▶ _WHAT TO PRODUCE_: Only one stretch of the records below is wanted: the lines from the one holding "pub mod runtime;" through the one holding "pub mod __private". Return it exactly, both ends included.

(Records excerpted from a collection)

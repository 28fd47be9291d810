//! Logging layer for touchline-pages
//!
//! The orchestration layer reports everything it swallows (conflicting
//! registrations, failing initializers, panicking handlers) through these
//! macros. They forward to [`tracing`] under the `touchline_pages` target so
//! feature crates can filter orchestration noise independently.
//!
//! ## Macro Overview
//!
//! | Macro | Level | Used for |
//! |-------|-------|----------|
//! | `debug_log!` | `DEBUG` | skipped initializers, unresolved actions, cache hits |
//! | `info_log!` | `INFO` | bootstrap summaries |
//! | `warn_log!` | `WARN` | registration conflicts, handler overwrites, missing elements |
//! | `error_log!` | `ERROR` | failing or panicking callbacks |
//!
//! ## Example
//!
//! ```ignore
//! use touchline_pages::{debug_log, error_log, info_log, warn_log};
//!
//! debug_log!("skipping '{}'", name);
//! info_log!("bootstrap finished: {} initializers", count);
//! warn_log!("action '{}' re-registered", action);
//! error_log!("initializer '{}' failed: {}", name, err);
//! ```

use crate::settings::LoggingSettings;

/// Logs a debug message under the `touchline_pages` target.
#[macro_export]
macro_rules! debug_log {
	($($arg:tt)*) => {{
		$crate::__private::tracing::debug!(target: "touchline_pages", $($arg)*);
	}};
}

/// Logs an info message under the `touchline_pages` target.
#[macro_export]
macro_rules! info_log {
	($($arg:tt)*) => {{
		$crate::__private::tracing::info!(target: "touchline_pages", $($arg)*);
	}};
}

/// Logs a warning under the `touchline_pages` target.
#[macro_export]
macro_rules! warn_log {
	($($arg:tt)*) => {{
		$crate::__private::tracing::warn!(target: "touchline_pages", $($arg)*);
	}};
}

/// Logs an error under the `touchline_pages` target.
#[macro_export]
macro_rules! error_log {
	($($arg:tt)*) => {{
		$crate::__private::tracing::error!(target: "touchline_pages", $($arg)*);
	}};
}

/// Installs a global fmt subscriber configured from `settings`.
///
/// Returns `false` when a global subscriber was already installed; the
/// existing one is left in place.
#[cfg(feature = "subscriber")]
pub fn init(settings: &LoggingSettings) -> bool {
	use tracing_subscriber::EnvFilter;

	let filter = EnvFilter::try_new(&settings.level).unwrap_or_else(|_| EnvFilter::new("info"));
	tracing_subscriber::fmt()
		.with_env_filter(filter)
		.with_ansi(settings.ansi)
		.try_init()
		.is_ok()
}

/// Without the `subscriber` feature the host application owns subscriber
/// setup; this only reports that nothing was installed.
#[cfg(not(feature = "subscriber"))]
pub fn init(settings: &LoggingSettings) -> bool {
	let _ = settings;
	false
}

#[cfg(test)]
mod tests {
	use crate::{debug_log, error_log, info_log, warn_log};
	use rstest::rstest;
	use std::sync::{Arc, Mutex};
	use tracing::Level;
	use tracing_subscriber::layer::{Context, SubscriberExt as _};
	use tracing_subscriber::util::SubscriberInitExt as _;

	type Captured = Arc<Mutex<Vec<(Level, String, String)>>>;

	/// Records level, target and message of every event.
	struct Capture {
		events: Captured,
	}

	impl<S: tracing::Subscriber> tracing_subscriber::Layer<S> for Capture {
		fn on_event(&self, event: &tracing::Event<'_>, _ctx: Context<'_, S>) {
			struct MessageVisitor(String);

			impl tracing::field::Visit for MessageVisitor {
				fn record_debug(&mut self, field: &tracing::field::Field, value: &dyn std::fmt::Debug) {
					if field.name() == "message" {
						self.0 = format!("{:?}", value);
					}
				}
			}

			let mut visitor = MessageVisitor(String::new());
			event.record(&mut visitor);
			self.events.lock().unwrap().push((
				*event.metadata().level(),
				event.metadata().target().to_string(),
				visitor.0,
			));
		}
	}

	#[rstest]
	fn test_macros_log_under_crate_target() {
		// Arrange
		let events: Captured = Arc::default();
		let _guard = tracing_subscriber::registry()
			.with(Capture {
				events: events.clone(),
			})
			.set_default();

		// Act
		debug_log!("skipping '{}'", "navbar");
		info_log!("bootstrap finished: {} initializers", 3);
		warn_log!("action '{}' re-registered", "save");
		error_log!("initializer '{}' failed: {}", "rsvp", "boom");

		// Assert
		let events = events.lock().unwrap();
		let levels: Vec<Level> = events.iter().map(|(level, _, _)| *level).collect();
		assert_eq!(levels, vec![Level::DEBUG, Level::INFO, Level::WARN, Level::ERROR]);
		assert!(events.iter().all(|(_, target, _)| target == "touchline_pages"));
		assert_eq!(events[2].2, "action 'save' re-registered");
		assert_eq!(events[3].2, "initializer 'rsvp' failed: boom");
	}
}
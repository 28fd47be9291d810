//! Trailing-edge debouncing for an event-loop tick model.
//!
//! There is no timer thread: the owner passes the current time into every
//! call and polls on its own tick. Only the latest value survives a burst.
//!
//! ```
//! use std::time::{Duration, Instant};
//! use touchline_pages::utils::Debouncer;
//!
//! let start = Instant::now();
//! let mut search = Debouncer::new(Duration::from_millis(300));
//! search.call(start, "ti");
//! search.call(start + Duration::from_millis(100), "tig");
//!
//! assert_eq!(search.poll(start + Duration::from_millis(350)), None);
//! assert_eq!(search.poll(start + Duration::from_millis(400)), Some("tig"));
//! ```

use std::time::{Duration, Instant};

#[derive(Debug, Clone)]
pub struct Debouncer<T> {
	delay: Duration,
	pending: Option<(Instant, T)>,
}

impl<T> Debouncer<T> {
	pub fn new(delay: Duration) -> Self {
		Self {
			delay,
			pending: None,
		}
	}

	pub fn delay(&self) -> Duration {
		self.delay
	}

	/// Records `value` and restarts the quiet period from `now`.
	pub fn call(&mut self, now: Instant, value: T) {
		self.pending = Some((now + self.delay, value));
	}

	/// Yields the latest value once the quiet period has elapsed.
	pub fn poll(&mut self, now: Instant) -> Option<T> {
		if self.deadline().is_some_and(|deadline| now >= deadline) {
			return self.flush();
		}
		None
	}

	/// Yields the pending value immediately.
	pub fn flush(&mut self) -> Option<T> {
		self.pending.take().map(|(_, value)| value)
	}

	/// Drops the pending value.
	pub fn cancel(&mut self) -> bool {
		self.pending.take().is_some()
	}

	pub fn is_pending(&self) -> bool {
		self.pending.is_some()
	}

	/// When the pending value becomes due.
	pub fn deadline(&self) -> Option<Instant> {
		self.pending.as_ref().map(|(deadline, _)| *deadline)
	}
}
* * *
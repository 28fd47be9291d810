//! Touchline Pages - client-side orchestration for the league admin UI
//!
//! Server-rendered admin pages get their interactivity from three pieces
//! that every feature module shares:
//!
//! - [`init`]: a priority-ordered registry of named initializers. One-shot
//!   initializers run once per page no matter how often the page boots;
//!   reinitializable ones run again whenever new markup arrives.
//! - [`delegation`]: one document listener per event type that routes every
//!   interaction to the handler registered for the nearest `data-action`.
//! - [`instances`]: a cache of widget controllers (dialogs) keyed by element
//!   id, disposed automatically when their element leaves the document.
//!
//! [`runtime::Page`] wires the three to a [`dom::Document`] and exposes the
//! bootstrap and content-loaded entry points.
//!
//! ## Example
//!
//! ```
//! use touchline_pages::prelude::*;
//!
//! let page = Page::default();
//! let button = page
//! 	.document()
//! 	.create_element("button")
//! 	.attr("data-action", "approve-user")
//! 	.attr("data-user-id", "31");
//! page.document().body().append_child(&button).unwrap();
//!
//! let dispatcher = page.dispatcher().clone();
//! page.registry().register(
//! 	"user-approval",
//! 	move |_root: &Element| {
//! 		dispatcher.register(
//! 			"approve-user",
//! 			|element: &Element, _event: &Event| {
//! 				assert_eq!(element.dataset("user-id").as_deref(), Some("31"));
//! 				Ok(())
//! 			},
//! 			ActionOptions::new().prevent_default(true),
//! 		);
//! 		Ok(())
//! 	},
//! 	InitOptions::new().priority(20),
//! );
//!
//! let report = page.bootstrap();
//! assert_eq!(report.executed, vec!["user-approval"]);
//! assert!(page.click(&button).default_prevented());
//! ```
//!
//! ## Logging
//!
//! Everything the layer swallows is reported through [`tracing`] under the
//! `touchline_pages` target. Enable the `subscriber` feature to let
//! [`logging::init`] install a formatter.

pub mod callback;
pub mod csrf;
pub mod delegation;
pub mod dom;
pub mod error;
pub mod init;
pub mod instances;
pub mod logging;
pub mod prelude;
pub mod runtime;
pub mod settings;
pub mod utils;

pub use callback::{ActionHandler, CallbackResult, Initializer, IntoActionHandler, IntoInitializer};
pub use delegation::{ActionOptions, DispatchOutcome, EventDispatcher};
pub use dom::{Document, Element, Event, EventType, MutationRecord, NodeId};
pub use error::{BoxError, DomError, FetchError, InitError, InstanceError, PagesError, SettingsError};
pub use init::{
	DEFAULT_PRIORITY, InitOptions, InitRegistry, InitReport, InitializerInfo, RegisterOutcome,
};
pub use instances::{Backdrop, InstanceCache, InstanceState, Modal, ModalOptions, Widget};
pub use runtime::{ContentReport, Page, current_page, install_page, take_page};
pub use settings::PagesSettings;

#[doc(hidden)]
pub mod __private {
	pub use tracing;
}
--
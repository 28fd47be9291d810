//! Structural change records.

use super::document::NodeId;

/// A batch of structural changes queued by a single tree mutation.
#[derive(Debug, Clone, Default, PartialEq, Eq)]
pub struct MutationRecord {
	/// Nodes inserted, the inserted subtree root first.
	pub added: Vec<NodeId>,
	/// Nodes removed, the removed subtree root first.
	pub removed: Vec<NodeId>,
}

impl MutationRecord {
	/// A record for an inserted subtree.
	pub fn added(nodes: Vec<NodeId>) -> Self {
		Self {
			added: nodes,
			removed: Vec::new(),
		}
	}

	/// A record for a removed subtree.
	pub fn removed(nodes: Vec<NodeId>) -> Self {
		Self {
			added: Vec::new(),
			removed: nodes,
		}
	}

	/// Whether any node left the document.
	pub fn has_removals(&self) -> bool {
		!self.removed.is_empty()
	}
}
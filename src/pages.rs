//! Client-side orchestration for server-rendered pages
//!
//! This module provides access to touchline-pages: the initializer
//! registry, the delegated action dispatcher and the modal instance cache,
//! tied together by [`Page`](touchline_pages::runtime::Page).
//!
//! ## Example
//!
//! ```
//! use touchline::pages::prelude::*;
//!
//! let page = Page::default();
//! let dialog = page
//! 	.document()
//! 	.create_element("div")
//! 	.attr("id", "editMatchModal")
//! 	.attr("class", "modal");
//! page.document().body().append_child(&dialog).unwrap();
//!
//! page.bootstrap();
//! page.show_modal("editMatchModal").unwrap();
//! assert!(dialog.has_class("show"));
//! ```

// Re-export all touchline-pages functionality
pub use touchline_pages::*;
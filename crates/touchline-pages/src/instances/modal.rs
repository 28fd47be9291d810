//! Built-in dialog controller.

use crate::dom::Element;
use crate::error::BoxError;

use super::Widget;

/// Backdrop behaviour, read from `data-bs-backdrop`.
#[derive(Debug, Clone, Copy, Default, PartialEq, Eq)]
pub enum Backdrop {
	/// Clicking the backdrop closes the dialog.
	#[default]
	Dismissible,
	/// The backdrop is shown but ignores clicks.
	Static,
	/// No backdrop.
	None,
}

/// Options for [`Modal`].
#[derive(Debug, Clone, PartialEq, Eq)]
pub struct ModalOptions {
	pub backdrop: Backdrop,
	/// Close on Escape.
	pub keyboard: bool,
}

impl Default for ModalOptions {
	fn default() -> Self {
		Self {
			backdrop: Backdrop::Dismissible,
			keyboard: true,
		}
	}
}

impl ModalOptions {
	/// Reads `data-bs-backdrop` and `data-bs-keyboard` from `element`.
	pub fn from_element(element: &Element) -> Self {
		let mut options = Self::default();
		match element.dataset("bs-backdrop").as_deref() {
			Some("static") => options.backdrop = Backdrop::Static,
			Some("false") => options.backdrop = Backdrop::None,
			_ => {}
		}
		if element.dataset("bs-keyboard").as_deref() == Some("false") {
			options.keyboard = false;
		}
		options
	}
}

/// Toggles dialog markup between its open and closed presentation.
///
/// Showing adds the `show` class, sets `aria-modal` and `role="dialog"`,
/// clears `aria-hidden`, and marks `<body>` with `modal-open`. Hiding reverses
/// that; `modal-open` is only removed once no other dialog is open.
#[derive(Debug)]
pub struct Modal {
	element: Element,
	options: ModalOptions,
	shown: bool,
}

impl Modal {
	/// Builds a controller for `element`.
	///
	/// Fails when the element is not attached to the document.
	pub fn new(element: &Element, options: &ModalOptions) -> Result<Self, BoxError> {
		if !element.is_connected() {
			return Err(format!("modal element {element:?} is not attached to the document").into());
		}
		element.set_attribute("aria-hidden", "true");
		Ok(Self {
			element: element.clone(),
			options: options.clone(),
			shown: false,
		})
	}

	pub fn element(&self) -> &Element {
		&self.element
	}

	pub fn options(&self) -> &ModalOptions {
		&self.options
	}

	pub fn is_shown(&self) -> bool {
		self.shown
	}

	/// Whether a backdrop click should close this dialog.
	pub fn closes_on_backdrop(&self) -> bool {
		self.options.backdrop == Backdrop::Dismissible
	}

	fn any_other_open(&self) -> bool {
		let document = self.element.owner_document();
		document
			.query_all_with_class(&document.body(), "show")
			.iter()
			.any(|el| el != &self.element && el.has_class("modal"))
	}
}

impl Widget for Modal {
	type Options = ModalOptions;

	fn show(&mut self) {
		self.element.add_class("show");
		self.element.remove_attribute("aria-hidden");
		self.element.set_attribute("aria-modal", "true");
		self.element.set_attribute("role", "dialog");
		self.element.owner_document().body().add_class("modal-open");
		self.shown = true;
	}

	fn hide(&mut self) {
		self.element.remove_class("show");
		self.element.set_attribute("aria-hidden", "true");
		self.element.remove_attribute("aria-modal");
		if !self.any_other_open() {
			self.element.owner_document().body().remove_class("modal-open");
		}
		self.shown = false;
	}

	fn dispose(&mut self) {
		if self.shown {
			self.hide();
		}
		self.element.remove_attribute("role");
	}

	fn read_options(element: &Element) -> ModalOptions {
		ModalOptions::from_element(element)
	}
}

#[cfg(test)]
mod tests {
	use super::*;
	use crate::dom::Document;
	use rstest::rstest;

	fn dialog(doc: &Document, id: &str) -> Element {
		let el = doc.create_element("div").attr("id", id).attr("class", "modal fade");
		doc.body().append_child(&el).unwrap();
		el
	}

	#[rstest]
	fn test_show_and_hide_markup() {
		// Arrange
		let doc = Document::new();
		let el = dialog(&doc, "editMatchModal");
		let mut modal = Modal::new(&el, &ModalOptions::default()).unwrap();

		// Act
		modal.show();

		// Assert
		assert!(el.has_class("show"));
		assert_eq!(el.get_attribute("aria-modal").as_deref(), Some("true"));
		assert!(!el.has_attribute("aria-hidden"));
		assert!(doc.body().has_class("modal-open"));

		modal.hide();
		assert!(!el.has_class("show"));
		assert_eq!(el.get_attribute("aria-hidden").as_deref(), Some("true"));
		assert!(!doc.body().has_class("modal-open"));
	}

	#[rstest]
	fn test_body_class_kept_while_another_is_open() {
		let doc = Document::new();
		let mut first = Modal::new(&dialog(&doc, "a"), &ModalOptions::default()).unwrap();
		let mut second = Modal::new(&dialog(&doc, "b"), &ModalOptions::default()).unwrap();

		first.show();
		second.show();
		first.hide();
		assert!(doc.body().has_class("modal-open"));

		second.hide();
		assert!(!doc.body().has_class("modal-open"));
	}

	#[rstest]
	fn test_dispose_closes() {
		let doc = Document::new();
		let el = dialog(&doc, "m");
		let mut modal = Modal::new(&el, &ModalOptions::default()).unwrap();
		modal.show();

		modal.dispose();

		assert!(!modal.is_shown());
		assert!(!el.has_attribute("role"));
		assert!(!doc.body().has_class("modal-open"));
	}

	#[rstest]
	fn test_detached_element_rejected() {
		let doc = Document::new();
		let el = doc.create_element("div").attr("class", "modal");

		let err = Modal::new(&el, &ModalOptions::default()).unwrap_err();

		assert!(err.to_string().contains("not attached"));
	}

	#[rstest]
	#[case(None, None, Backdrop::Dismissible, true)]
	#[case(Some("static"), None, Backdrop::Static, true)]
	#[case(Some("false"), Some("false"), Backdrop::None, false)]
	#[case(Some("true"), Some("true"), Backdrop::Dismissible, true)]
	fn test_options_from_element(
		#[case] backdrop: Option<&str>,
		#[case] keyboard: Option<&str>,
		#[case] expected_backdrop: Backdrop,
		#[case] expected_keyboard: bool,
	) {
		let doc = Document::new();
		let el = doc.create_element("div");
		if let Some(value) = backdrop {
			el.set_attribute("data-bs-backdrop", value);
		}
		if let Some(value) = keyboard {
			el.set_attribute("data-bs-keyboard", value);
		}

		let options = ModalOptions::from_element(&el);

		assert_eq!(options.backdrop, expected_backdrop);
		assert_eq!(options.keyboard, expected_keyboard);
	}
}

▶ _ANSWER TO THIS TASK_:
pub mod runtime;
pub mod settings;
pub mod utils;

pub use callback::{ActionHandler, CallbackResult, Initializer, IntoActionHandler, IntoInitializer};
pub use delegation::{ActionOptions, DispatchOutcome, EventDispatcher};
pub use dom::{Document, Element, Event, EventType, MutationRecord, NodeId};
pub use error::{BoxError, DomError, FetchError, InitError, InstanceError, PagesError, SettingsError};
pub use init::{
	DEFAULT_PRIORITY, InitOptions, InitRegistry, InitReport, InitializerInfo, RegisterOutcome,
};
pub use instances::{Backdrop, InstanceCache, InstanceState, Modal, ModalOptions, Widget};
pub use runtime::{ContentReport, Page, current_page, install_page, take_page};
pub use settings::PagesSettings;

#[doc(hidden)]
pub mod __private {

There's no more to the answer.